Copy every line that holds the string "allocation" from the data below.

**Dataset extract**
= = = =
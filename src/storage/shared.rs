//! Shared read-only window store

use std::sync::Arc;

use crate::error::{Result, StreamError};

/// Read-only window `[start, end)` over a shared allocation.
///
/// Carving a substream from a shared store clones the `Arc` and narrows
/// the window, so nested substreams never copy bytes. There is no write
/// path: a single allocation is never mutable through two streams.
#[derive(Clone)]
pub(crate) struct SharedStore {
    data: Arc<[u8]>,
    start: u64,
    end: u64,
}

impl SharedStore {
    pub(crate) fn new(data: impl Into<Arc<[u8]>>) -> Self {
        let data = data.into();
        let end = data.len() as u64;
        Self {
            data,
            start: 0,
            end,
        }
    }

    pub(crate) fn len(&self) -> u64 {
        self.end - self.start
    }

    pub(crate) fn window(&self) -> &[u8] {
        &self.data[self.start as usize..self.end as usize]
    }

    /// Narrowed window `[at, at + len)` relative to this store.
    ///
    /// Bounds are the caller's responsibility; the stream front checks
    /// against `len()` before carving.
    pub(crate) fn carve(&self, at: u64, len: u64) -> SharedStore {
        debug_assert!(at + len <= self.len());
        SharedStore {
            data: Arc::clone(&self.data),
            start: self.start + at,
            end: self.start + at + len,
        }
    }

    pub(crate) fn read_at(&self, pos: u64, buf: &mut [u8]) -> Result<()> {
        let end = pos + buf.len() as u64;
        if end > self.len() {
            return Err(StreamError::EndOfStream {
                requested: buf.len() as u64,
                pos,
                size: self.len(),
            });
        }
        let window = self.window();
        buf.copy_from_slice(&window[pos as usize..end as usize]);
        Ok(())
    }
}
= = = =
**Response to the exercise**
/// Read-only window `[start, end)` over a shared allocation.
/// path: a single allocation is never mutable through two streams.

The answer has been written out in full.